** Opening SOURCE MATERIAL block **

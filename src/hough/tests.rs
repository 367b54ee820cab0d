use super::*;
use crate::image::ImageU8;

fn draw_pixels(img: &mut ImageU8, pts: impl IntoIterator<Item = (usize, usize)>) {
    for (x, y) in pts {
        img.set(x, y, 255);
    }
}

#[test]
fn horizontal_run_becomes_one_segment() {
    let mut img = ImageU8::gray(64, 32);
    draw_pixels(&mut img, (10..50).map(|x| (x, 16)));
    // Only the horizontal bin can collect all 40 votes.
    let segs = detect_segments(&img, &HoughOptions {
        rho: 1.0,
        threshold: 40,
        ..HoughOptions::default()
    })
    .unwrap();
    assert_eq!(segs.len(), 1, "got {segs:?}");
    let s = segs[0];
    let (xmin, xmax) = (s.x1.min(s.x2), s.x1.max(s.x2));
    assert_eq!((xmin, xmax), (10, 49));
    assert_eq!((s.y1, s.y2), (16, 16));
}

#[test]
fn gaps_up_to_max_gap_are_bridged() {
    let mut img = ImageU8::gray(64, 64);
    // Vertical line at x=20 with a 4-pixel hole.
    draw_pixels(&mut img, (5..25).chain(29..50).map(|y| (20, y)));
    let bridged = detect_segments(&img, &HoughOptions {
        rho: 1.0,
        threshold: 41,
        max_line_gap: 5.0,
        ..HoughOptions::default()
    })
    .unwrap();
    assert_eq!(bridged.len(), 1, "got {bridged:?}");
    let s = bridged[0];
    assert_eq!((s.y1.min(s.y2), s.y1.max(s.y2)), (5, 49));

    let split = detect_segments(&img, &HoughOptions {
        rho: 1.0,
        max_line_gap: 2.0,
        ..HoughOptions::default()
    })
    .unwrap();
    assert!(split.len() >= 2, "got {split:?}");
    for s in &split {
        let (lo, hi) = (s.y1.min(s.y2), s.y1.max(s.y2));
        assert!(hi < 25 || lo > 28, "segment {s:?} spans the hole");
    }
    assert!(split.iter().any(|s| s.y1.max(s.y2) < 25));
    assert!(split.iter().any(|s| s.y1.min(s.y2) > 28));
}

#[test]
fn short_runs_are_discarded() {
    let mut img = ImageU8::gray(32, 32);
    // Dense blob of 12 pixels, each run shorter than min length.
    draw_pixels(&mut img, (0..4).flat_map(|x| (0..3).map(move |y| (10 + x, 10 + y))));
    let segs = detect_segments(&img, &HoughOptions {
        rho: 1.0,
        threshold: 3,
        min_line_length: 20.0,
        ..HoughOptions::default()
    })
    .unwrap();
    assert!(segs.is_empty(), "got {segs:?}");
}

#[test]
fn empty_image_yields_no_segments() {
    let img = ImageU8::gray(40, 30);
    let segs = detect_segments(&img, &HoughOptions::default()).unwrap();
    assert!(segs.is_empty());
}

#[test]
fn same_seed_is_deterministic() {
    let mut img = ImageU8::gray(80, 60);
    draw_pixels(&mut img, (0..50).map(|i| (10 + i, 55 - i)));
    draw_pixels(&mut img, (0..40).map(|i| (20 + i, 5 + i)));
    let opts = HoughOptions::default();
    let a = detect_segments(&img, &opts).unwrap();
    let b = detect_segments(&img, &opts).unwrap();
    assert_eq!(a, b);
    assert!(!a.is_empty());
}

#[test]
fn max_lines_caps_output() {
    let mut img = ImageU8::gray(64, 64);
    for row in [10usize, 30, 50] {
        draw_pixels(&mut img, (5..60).map(|x| (x, row)));
    }
    let segs = detect_segments(&img, &HoughOptions {
        rho: 1.0,
        max_lines: Some(2),
        ..HoughOptions::default()
    })
    .unwrap();
    assert_eq!(segs.len(), 2);
}

#[test]
fn invalid_options_are_rejected() {
    let img = ImageU8::gray(8, 8);
    for opts in [
        HoughOptions {
            rho: 0.0,
            ..HoughOptions::default()
        },
        HoughOptions {
            theta: -1.0,
            ..HoughOptions::default()
        },
        HoughOptions {
            threshold: 0,
            ..HoughOptions::default()
        },
        HoughOptions {
            max_line_gap: f64::NAN,
            ..HoughOptions::default()
        },
    ] {
        assert!(detect_segments(&img, &opts).is_err(), "{opts:?}");
    }
}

** Closing SOURCE MATERIAL block **

▶ **WORK INSTRUCTIONS**
Reply with one number, the count of lines in the entries that hold the string "opts".

▶ **ANSWER TO THE PROBLEM**
5